PROBLEM DESCRIPTION. Where "Command" occurs in a line of the entries below, copy that line.

•••••

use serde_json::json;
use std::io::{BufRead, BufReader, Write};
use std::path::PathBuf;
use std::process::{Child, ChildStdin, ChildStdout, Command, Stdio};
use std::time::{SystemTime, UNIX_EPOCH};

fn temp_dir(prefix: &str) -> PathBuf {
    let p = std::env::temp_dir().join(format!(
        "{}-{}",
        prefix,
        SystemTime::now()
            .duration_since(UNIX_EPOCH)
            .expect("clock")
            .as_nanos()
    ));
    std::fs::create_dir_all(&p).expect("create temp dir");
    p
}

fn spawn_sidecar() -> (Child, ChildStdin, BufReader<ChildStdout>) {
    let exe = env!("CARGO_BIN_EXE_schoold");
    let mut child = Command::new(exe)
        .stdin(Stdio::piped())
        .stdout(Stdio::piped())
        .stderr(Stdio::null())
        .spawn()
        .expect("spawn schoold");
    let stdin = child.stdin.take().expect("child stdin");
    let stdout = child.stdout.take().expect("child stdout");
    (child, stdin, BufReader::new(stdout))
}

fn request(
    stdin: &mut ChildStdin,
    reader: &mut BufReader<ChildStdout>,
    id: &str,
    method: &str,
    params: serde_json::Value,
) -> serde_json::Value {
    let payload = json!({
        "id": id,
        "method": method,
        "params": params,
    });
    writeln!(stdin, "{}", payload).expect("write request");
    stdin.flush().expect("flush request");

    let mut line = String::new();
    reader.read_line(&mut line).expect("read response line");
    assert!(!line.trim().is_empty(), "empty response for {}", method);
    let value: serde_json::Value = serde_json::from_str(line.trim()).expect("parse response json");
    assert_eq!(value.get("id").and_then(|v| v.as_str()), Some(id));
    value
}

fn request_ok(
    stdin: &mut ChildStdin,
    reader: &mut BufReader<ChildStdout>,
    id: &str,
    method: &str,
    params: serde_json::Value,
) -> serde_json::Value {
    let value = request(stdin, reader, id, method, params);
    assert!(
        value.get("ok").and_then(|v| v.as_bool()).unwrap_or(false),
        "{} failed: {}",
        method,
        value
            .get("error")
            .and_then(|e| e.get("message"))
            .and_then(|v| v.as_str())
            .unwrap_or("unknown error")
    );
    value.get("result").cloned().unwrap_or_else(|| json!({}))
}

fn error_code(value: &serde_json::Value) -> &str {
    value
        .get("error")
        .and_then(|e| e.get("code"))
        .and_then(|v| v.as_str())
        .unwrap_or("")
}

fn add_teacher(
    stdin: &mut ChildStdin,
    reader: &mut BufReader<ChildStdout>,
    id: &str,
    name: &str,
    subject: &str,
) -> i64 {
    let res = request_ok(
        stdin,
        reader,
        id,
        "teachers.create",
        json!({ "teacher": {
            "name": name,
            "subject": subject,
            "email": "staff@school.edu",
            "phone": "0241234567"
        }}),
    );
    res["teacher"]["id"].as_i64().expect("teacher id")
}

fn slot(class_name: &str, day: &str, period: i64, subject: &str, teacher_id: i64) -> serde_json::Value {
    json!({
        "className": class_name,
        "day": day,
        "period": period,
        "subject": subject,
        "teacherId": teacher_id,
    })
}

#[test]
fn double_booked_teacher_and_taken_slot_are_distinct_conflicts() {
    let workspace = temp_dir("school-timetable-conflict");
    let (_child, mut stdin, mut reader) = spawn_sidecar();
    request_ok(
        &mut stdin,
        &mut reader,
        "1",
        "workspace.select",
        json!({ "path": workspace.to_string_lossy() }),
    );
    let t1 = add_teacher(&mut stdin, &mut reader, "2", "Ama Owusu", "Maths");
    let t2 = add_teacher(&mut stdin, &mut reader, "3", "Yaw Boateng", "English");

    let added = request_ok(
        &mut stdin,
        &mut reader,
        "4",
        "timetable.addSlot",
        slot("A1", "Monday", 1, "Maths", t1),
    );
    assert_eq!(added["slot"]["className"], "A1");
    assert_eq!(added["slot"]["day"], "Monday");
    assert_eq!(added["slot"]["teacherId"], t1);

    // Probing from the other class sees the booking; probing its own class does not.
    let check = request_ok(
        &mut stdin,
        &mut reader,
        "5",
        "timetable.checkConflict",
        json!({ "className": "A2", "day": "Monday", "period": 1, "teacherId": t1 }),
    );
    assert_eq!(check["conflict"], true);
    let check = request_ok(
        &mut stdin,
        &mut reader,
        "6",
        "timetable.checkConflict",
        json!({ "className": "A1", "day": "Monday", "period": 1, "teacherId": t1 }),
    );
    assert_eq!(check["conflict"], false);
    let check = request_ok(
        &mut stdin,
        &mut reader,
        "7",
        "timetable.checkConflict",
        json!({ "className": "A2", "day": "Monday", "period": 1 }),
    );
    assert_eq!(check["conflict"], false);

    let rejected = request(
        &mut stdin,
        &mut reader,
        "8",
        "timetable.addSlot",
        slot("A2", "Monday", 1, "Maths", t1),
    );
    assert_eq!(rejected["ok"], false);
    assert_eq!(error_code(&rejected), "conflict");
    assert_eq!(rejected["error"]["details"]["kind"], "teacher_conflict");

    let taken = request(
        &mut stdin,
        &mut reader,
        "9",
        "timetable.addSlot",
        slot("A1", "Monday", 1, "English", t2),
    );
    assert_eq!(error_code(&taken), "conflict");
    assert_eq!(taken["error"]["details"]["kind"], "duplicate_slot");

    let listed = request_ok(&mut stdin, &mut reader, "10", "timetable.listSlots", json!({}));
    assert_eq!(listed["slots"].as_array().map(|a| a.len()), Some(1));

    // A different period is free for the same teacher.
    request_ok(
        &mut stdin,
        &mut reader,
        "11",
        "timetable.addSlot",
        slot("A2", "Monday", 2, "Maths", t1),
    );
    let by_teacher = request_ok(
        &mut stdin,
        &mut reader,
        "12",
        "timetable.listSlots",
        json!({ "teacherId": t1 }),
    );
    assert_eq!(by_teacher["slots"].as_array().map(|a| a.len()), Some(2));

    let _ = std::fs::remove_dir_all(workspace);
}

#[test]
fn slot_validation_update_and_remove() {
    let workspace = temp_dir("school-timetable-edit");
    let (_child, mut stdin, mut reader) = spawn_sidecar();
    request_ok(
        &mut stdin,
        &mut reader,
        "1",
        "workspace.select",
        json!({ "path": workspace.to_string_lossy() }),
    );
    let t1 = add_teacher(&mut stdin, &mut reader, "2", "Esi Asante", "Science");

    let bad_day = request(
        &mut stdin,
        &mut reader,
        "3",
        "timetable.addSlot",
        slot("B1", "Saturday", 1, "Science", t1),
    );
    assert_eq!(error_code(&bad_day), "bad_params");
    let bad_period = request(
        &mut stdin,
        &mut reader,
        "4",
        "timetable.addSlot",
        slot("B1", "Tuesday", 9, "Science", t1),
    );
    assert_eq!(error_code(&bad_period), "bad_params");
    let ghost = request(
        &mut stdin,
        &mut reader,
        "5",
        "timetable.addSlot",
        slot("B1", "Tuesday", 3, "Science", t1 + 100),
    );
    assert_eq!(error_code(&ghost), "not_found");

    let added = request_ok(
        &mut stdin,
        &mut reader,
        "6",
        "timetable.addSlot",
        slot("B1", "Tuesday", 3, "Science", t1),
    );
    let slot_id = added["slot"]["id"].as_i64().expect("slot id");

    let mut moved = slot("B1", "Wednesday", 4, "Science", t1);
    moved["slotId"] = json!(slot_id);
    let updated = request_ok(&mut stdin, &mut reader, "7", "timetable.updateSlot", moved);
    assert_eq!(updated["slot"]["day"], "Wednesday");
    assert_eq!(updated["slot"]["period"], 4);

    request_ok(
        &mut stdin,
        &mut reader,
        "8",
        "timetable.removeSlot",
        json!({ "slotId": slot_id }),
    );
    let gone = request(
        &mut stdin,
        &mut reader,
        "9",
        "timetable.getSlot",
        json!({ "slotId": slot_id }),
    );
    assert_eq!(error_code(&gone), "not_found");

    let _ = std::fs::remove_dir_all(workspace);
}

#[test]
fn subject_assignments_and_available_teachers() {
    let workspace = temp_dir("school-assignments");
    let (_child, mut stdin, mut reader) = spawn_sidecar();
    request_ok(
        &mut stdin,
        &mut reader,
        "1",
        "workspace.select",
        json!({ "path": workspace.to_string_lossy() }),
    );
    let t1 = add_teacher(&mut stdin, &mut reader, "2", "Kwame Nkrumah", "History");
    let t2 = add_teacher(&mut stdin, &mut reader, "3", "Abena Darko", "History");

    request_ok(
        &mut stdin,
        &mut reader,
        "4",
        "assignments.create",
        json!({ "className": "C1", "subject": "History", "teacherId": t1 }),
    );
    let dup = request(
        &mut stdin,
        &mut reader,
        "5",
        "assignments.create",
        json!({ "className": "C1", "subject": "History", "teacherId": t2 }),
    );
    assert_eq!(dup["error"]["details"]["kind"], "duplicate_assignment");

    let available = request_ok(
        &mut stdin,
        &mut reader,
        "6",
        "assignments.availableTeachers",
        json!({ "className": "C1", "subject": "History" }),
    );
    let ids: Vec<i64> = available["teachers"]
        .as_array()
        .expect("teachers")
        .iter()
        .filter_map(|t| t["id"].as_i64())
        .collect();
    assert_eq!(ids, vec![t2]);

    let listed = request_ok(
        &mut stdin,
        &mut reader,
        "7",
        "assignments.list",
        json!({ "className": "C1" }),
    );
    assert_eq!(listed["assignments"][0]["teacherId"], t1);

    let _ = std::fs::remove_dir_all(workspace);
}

•••••

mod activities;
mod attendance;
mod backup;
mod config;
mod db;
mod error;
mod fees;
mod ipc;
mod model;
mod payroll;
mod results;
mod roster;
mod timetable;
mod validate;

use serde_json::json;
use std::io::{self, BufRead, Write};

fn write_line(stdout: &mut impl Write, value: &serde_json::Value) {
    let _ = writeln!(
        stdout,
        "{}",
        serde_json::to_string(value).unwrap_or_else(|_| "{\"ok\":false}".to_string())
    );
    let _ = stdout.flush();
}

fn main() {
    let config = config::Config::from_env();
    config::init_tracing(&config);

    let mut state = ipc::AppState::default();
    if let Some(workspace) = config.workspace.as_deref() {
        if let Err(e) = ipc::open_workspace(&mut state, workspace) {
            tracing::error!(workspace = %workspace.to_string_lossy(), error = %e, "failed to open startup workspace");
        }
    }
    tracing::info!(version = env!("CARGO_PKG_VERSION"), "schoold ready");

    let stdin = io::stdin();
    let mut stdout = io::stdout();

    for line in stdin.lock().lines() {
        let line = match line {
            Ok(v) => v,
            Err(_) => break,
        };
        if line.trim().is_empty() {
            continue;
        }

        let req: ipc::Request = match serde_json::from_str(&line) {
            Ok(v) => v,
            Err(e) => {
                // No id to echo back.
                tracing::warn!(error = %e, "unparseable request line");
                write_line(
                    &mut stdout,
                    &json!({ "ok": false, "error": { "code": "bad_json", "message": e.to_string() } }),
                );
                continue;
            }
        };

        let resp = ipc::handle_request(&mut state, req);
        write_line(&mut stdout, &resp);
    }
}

•••••

YOUR RESPONSE.
use std::process::{Child, ChildStdin, ChildStdout, Command, Stdio};
    let mut child = Command::new(exe)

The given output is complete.